Nigerian actress and On Air Personality

Elvina "Baby" Ibru (born 22 May 1972) is a Nigerian actress and on-air personality. She is best known for her role as Mrs. Holloway in the drama film The Bling Lagosians, for which she was nominated for Best Actress in a Leading Role at the 16th Africa Movie Academy Awards.

== Early life and education ==
Ibru was born on 22 May 1972 at Nicolas Hospital in Apapa, Lagos, the 11th child of Nigerian industrialist Michael Ibru. She attended Corona School in Victoria Island, before moving to Goud Hurst College in England at the age of 8. Ibru transferred to Kent College for Girls at the age of 11 and later studied at the London Academy of Performing Arts. She earned a bachelor's degree in International Relations from Webster University, Regents Park, London.

== Career ==
Ibru began her professional career in British theatre. In 1989, she joined the National Youth Music Theatre, where she performed alongside Jude Law and Jonny Lee Miller. She appeared in Bertolt Brecht’s The Caucasian Chalk Circle at the Edinburgh Festival. She later performed in productions at theatres including The Old Vic, the Lyric Theatre and the Lyceum Theatre in London.

She subsequently worked as a broadcaster with the British Broadcasting Corporation (BBC). Ibru later returned to Nigeria and continued her career in broadcasting and theatre.

In Nigeria, Ibru worked as an on-air personality at Classic FM, where she hosted Mellow Magic. In 2016, she won the Beatz Awards for on-air personality of the year.

Ibru made her film debut in Letters to a Stranger (2007), playing Tare. She subsequently appeared in Theo's Dora (2014), Entreat (2016), Wives on Strike: The Revolution (2017), Alter Ego (2017), Power of 1 (2018), and The Bling Lagosians (2019).

Her theatre work in Nigeria has included The Vagina Monologues and Hear Word!. She later appeared in the Africa Magic television series Riona, playing Atigbi, and in Slum King (2023).

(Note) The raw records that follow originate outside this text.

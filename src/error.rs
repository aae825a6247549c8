//! Error kinds surfaced by the engines.
//!
//! Engines never recover internally: the first error is returned to the
//! caller and any partially allocated buffers are dropped.

use thiserror::Error;

/// Errors an engine can return.
#[derive(Debug, Error, Clone, Copy, PartialEq, Eq)]
pub enum EngineError {
  /// Grid width or height was zero.
  #[error("invalid grid dimensions: {width}x{height}")]
  InvalidDimensions { width: usize, height: usize },

  /// A working buffer could not be reserved.
  #[error("failed to allocate working buffers")]
  AllocationFailure,

  /// A cooperative [`crate::CancellationToken`] was set mid-computation.
  #[error("computation cancelled")]
  Cancelled,
}
//! `EngineConfig` — the harness's dispatch and parallelism knobs.

/// Which distance-field engine to run.
#[derive(Clone, Copy, Debug, PartialEq, Eq, Default)]
pub enum Engine {
  /// Exhaustive Θ(W²H²) scan, used as a correctness oracle.
  Brute,
  /// Best-first wavefront propagation over a pixel graph.
  Brushfire,
  /// Two-pass separable distance transform, near-linear in `W·H`.
  #[default]
  Linear,
}

/// Queue partitioning strategy for the brushfire engine.
#[derive(Clone, Copy, Debug, PartialEq, Eq, Default)]
pub enum BrushfireVariant {
  /// A single decrease-key priority queue shared by the whole grid.
  #[default]
  SingleQueue,
  /// One queue per polar sector around the image center.
  MultiQueuePolar,
}

/// Configuration for [`crate::compute_sdf`] and the individual engine
/// entry points.
///
/// All fields are optional from the caller's perspective; [`Default`]
/// matches §6 of the specification (`Linear`, parallel, hardware
/// concurrency, `SingleQueue`).
#[derive(Clone, Debug)]
pub struct EngineConfig {
  pub engine: Engine,
  pub parallel: bool,
  /// `None` uses rayon's default (hardware concurrency) global pool.
  pub thread_count: Option<usize>,
  pub brushfire_variant: BrushfireVariant,
}

impl Default for EngineConfig {
  fn default() -> Self {
    Self {
      engine: Engine::default(),
      parallel: true,
      thread_count: None,
      brushfire_variant: BrushfireVariant::default(),
    }
  }
}

impl EngineConfig {
  pub fn new() -> Self {
    Self::default()
  }

  pub fn with_engine(mut self, engine: Engine) -> Self {
    self.engine = engine;
    self
  }

  pub fn with_parallel(mut self, parallel: bool) -> Self {
    self.parallel = parallel;
    self
  }

  pub fn with_thread_count(mut self, thread_count: usize) -> Self {
    self.thread_count = Some(thread_count);
    self
  }

  pub fn with_brushfire_variant(mut self, variant: BrushfireVariant) -> Self {
    self.brushfire_variant = variant;
    self
  }
}

#[cfg(test)]
#[path = "config_test.rs"]
mod config_test;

Ibru also established the production company 2wice As Nice Limited, which produced documentaries, concerts, events and television programmes. The company produced the film Cajoling and was also involved in the production of Idols West Africa in collaboration with Fremantle Media and M-Net.

== Filmography ==

=== Stage plays ===

| Year | Title | Ref |
|---|---|---|
| 2006 | Vagina Monologues |  |
| 2014 | Hear Word! |  |
| 2019 | Emotan |  |

=== Films ===

| Year | Title | Role | Ref |
| 2007 | Letters to a Stranger | Tare |  |
| 2014 | Theo’s Dora | Dora |  |
| 2016 | Entreat |  |  |
| Cajoling |  |  |
| 2017 | Wives on Strike: The revolution | Shaka |  |
| Alter Ego | Barrister Komolafe |  |
| 2018 | Power of 1 | First Lady |  |
| 2019 | Bling Lagosians | Mopelola Holloway |  |
| 2021 | Sanitation Day | Contractor |  |
| 2020 | Kambili: The whole 30 yards | Cynthia |  |
| 2023 | Tarella: Princess of the Nile | Senora |  |
| 2024 | The Uprising: Wives on Strike 3 | Shaka |  |
| 2025 | A Very Dirty Christmas | Maggie |  |
| 2025 | Loving Aduke | Sharon |  |
| 2026 | Beauty Is the Beast | Prudence |  |
| 2026 | Osu: Properties of the Gods |  |  |

=== TV shows ===

| Year | Title | Role | Ref |
|---|---|---|---|
| 2020 | Riona | Atigbiolaoye |  |
| 2023 | Slum King |  |  |

==Personal life==
Ibru is a single mother to her son, Elisha. She has also expressed her unwillingness to be married, stating that "the marriage institution in Nigeria is unfair to women."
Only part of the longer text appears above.